I’m reading this book for about the third time now. It just gets better and better to me. Allie Brosh is simply wonderful. I just wish she’d post more often on her blog. – says everyone.
And now a post completely inspired by Brosh’s letters to her younger self.
Dear three-year-old,
Don’t eat the fish hook with the pretty sparkly fake worm on the end. It’s not a gummy worm. And I’m pretty sure you know it’s not a gummy worm but you’re just feeling mischievous and think it could be a fun prank.
It won’t be fun for anyone. You’ll end up in a veterinarians office in Podunk, Minnesota hopped up on animal pain killers while the vet removes the pierced hook out of your lip.
Dear five-year-old,
Don’t be scared to be an actress because you think it entails getting shrunk in size in order to live in a small box (a VHS) while having to act out the movie every time someone presses play. That’s not how that works.

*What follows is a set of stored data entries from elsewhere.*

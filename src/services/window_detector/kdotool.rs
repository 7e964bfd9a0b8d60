use crate::events::ProcessRef;
use crate::error::{SlowQuitError, Result};
use tracing::debug;

use super::run_tool;

pub struct KdotoolDetector;

impl KdotoolDetector {
    pub fn new() -> Self {
        Self
    }

    pub async fn test(&self) -> Result<()> {
        debug!("=== Тестируем kdotool ===");

        let window_id = run_tool("kdotool", &["getactivewindow"])?;
        debug!("kdotool получил window_id: '{}'", window_id);

        run_tool("kdotool", &["getwindowname", &window_id])?;

        debug!("=== kdotool работает ===");
        Ok(())
    }

    pub async fn get_active_window(&self) -> Result<ProcessRef> {
        // Получаем ID окна
        let window_id = run_tool("kdotool", &["getactivewindow"])?;
        if window_id.is_empty() {
            return Err(SlowQuitError::Internal("kdotool не вернул активное окно".to_string()));
        }

        // Получаем название окна по ID
        let title = run_tool("kdotool", &["getwindowname", &window_id])?;

        let mut app = ProcessRef::new(title).with_window_id(window_id.clone());

        if let Ok(class) = run_tool("kdotool", &["getwindowclassname", &window_id]) {
            app = app.with_app_id(class);
        }

        if let Some(pid) = run_tool("kdotool", &["getwindowpid", &window_id])
            .ok()
            .and_then(|pid| pid.parse::<u32>().ok())
        {
            app = app.with_pid(pid);
        }

        Ok(app)
    }

    pub fn activate(&self, target: &ProcessRef) -> Result<()> {
        let window_id = target
            .window_id
            .as_deref()
            .ok_or_else(|| SlowQuitError::Internal(format!("У {} нет window_id", target)))?;
        run_tool("kdotool", &["windowactivate", window_id])?;
        Ok(())
    }
}
use std::sync::atomic::{AtomicBool, Ordering};
use std::sync::Arc;
use std::time::Duration;
use tokio::sync::mpsc;
use tokio::task::JoinHandle;
use tokio::time::{interval, Instant, MissedTickBehavior};
use tracing::{debug, info};

/// Индикатор прогресса удержания.
///
/// Оба метода идемпотентны и вызываются с любого потока: реализация сама
/// переправляет команды владельцу индикатора.
pub trait OverlayPresenter: Send + Sync {
    fn show(&self, duration: Duration, label: &str);
    fn hide(&self);
}

#[derive(Debug, Clone, PartialEq)]
pub enum OverlayCommand {
    Show { duration: Duration, label: String },
    Hide,
}

const PROGRESS_TICK: Duration = Duration::from_millis(250);

/// Индикатор в виде строк лога. Всё состояние живёт в одной задаче,
/// снаружи доступен только канал команд.
#[derive(Clone)]
pub struct ConsoleOverlay {
    tx: mpsc::UnboundedSender<OverlayCommand>,
    visible: Arc<AtomicBool>,
}

impl ConsoleOverlay {
    pub fn spawn(runtime: &tokio::runtime::Handle) -> (Self, JoinHandle<()>) {
        let (tx, rx) = mpsc::unbounded_channel();
        let visible = Arc::new(AtomicBool::new(false));
        let handle = runtime.spawn(Self::run(rx, Arc::clone(&visible)));
        (Self { tx, visible }, handle)
    }

    pub fn is_visible(&self) -> bool {
        self.visible.load(Ordering::SeqCst)
    }

    async fn run(mut rx: mpsc::UnboundedReceiver<OverlayCommand>, visible: Arc<AtomicBool>) {
        let mut ticker = interval(PROGRESS_TICK);
        ticker.set_missed_tick_behavior(MissedTickBehavior::Skip);
        let mut current: Option<(String, Duration, Instant)> = None;

        loop {
            tokio::select! {
                command = rx.recv() => match command {
                    Some(OverlayCommand::Show { duration, label }) => {
                        if current.is_none() {
                            info!("⏳ Удерживайте, чтобы закрыть {} ({:.1}с)", label, duration.as_secs_f64());
                            current = Some((label, duration, Instant::now()));
                            visible.store(true, Ordering::SeqCst);
                            ticker.reset();
                        }
                    }
                    Some(OverlayCommand::Hide) => {
                        if let Some((label, _, _)) = current.take() {
                            debug!("Оверлей для {} скрыт", label);
                            visible.store(false, Ordering::SeqCst);
                        }
                    }
                    None => break,
                },
                _ = ticker.tick(), if current.is_some() => {
                    if let Some((label, duration, started)) = &current {
                        let progress = (started.elapsed().as_secs_f64() / duration.as_secs_f64()).min(1.0);
                        debug!("{}: {:>3.0}%", label, progress * 100.0);
                    }
                }
            }
        }

        visible.store(false, Ordering::SeqCst);
        debug!("Задача оверлея завершена");
    }
}

impl OverlayPresenter for ConsoleOverlay {
    fn show(&self, duration: Duration, label: &str) {
        let _ = self.tx.send(OverlayCommand::Show {
            duration,
            label: label.to_string(),
        });
    }

    fn hide(&self) {
        let _ = self.tx.send(OverlayCommand::Hide);
    }
}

Likewise, stop forcing small Play-Doh balls into the holes you see in the phone. The person you are talking to on the other end is not receiving them. Also sorry mom, that’s why the kitchen phone always sounded so muffled. It was full of Play-Doh.
Dear six-year-old,
There’s no letter in the alphabet known as “mennow.”It’s actually M, N, then O. This concept is difficult, but work it out. It’s three separate letters. You can do this.
Dear ten-year-old,
Stop begging mom to take you to those talent searches you hear about on the radio. You’re a little hard on the eyes right now and your talent is a little hard on the talent … “right now.”

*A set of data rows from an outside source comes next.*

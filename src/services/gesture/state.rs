use crate::events::ProcessRef;
use tokio::task::JoinHandle;

/// Изменяемое состояние жеста. Создаётся один раз и живёт весь процесс.
#[derive(Debug)]
pub(super) struct GestureState {
    pub enabled: bool,
    pub modifier_held: bool,
    pub trigger_key_held: bool,
    pub armed: bool,
    pub consumed_this_press: bool,
    pub suppressing_self_echo: bool,
    pub locked_target: Option<ProcessRef>,
    /// Таймер подтверждения; есть тогда и только тогда, когда `armed`
    pub pending: Option<JoinHandle<()>>,
    /// Номер текущего экземпляра жеста, таймер чужого поколения ничего не делает
    pub generation: u64,
    pub echo_generation: u64,
}

impl GestureState {
    pub fn new() -> Self {
        Self {
            enabled: true,
            modifier_held: false,
            trigger_key_held: false,
            armed: false,
            consumed_this_press: false,
            suppressing_self_echo: false,
            locked_target: None,
            pending: None,
            generation: 0,
            echo_generation: 0,
        }
    }

    /// Разрешить текущий экземпляр жеста без подтверждения
    pub fn disarm(&mut self) {
        if let Some(pending) = self.pending.take() {
            pending.abort();
        }
        self.generation = self.generation.wrapping_add(1);
        self.armed = false;
        self.locked_target = None;
    }

    /// Полный сброс на отпускании модификатора
    pub fn release_modifier(&mut self) {
        self.disarm();
        self.modifier_held = false;
        self.consumed_this_press = false;
    }

    pub fn open_echo_window(&mut self) -> u64 {
        self.suppressing_self_echo = true;
        self.echo_generation = self.echo_generation.wrapping_add(1);
        self.echo_generation
    }

    /// Закрывает окно только если с тех пор не открыли новое
    pub fn close_echo_window(&mut self, echo_generation: u64) {
        if self.echo_generation == echo_generation {
            self.suppressing_self_echo = false;
        }
    }

    pub fn is_consistent(&self) -> bool {
        if self.armed {
            let timer_alive = self
                .pending
                .as_ref()
                .map(|pending| !pending.is_finished())
                .unwrap_or(false);
            timer_alive && self.locked_target.is_some()
        } else {
            self.pending.is_none()
        }
    }

    pub fn snapshot(&self) -> GestureSnapshot {
        GestureSnapshot {
            enabled: self.enabled,
            modifier_held: self.modifier_held,
            trigger_key_held: self.trigger_key_held,
            armed: self.armed,
            consumed_this_press: self.consumed_this_press,
            suppressing_self_echo: self.suppressing_self_echo,
            locked_target: self.locked_target.clone(),
            timer_pending: self.pending.is_some(),
        }
    }
}

/// Копия состояния для логов и проверок
#[derive(Debug, Clone, PartialEq)]
pub struct GestureSnapshot {
    pub enabled: bool,
    pub modifier_held: bool,
    pub trigger_key_held: bool,
    pub armed: bool,
    pub consumed_this_press: bool,
    pub suppressing_self_echo: bool,
    pub locked_target: Option<ProcessRef>,
    pub timer_pending: bool,
}

impl GestureSnapshot {
    pub fn is_idle(&self) -> bool {
        !self.armed && !self.timer_pending && self.locked_target.is_none()
    }
}

#[cfg(test)]
mod tests {
    use super::*;

    #[test]
    fn echo_window_closes_only_for_its_generation() {
        let mut state = GestureState::new();

        let first = state.open_echo_window();
        let second = state.open_echo_window();
        state.close_echo_window(first);
        assert!(state.suppressing_self_echo);

        state.close_echo_window(second);
        assert!(!state.suppressing_self_echo);
    }

    #[test]
    fn release_modifier_clears_the_press() {
        let mut state = GestureState::new();
        state.modifier_held = true;
        state.consumed_this_press = true;
        let generation = state.generation;

        state.release_modifier();

        assert!(!state.modifier_held);
        assert!(!state.consumed_this_press);
        assert_ne!(state.generation, generation);
        assert!(state.snapshot().is_idle());
        assert!(state.is_consistent());
    }
}
use thiserror::Error;

#[derive(Error, Debug)]
pub enum SlowQuitError {
    #[error("Ошибка конфигурации: {0}")]
    Config(#[from] anyhow::Error),

    #[error("Ошибка ввода-вывода: {0}")]
    Io(#[from] std::io::Error),

    #[error("Ошибка uinput: {0}")]
    Uinput(#[from] uinput::Error),

    #[error("Ошибка D-Bus: {0}")]
    DBus(#[from] zbus::Error),

    #[error("Устройство не найдено: {0}")]
    DeviceNotFound(String),

    #[error("Недостаточно прав доступа: {0}")]
    Permission(String),

    /// Перехват ввода не создан или отозван системой
    #[error("Перехват ввода недоступен: {0}")]
    HookUnavailable(String),

    /// Целевое приложение завершилось до срабатывания таймера
    #[error("Целевое приложение завершилось: {0}")]
    TargetGone(String),

    #[error("Не удалось синтезировать событие выхода: {0}")]
    SynthesisFailure(String),

    #[error("Сервис недоступен: {0}")]
    ServiceUnavailable(String),

    #[error("Внутренняя ошибка: {0}")]
    Internal(String),
}

impl SlowQuitError {
    pub fn device_not_found<T>(msg: impl Into<String>) -> Result<T> {
        Err(SlowQuitError::DeviceNotFound(msg.into()))
    }
}

pub type Result<T> = std::result::Result<T, SlowQuitError>;

// Удобные макросы для создания ошибок
#[macro_export]
macro_rules! slowquit_error {
    (device_not_found, $($arg:tt)*) => {
        $crate::error::SlowQuitError::DeviceNotFound(format!($($arg)*))
    };
    (permission, $($arg:tt)*) => {
        $crate::error::SlowQuitError::Permission(format!($($arg)*))
    };
    (hook_unavailable, $($arg:tt)*) => {
        $crate::error::SlowQuitError::HookUnavailable(format!($($arg)*))
    };
    (synthesis, $($arg:tt)*) => {
        $crate::error::SlowQuitError::SynthesisFailure(format!($($arg)*))
    };
    (service_unavailable, $($arg:tt)*) => {
        $crate::error::SlowQuitError::ServiceUnavailable(format!($($arg)*))
    };
    (internal, $($arg:tt)*) => {
        $crate::error::SlowQuitError::Internal(format!($($arg)*))
    };
}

Your big break will come… It’s called the All City 6th Grade Track Meet. Those 15 other competitors won’t even know what hit them! Except they will, because you’ll remind them of it often for the next 5 + years in school.
Dear 13-year-old,
Stop shaving your eyebrows. I know having the “prettiest” thinnest eyebrows ever seems very exotic, but your eyebrows are already such a wreck no one can seem them anyway.

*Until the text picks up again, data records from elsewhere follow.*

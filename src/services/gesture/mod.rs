//! Жест «удерживать для выхода»: классификация событий, таймер подтверждения
//! и окно собственного эха.

mod machine;
mod state;

pub use self::machine::{GestureServices, GestureStateMachine, GestureTiming};
pub use self::state::GestureSnapshot;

On second thought, keep shaving them. Let’s see how this one plays out.
Dear 16-year-old,
No, you’re not right all of the time. You’re pretty much just terrible all of the time.
XOXO- Norfolk, Nebraska.
But go ahead and change your name to Paris Taylor, it sounds super cool.
Dear 27-year-old,
Please stop wasting so much time. It’s ticking away faster and faster….You need to start making some moves if you’d like to be somebody someday. You also need to stop googling Lena Dunham and Kendall Jenner all the time. This is not helping your future any.
Forever Yours,
Paris Taylor
haha taylor this is awesome. and why am i wasting time googling the same exact people? damn sparkly fish hooks.
She is too much in the very best way. The letter to herself about eating pepper. I almost peed my pants. So funny. Then the goose in the house. And her illustrations. And her description of depression is so alarmingly spot on. I devoured the book!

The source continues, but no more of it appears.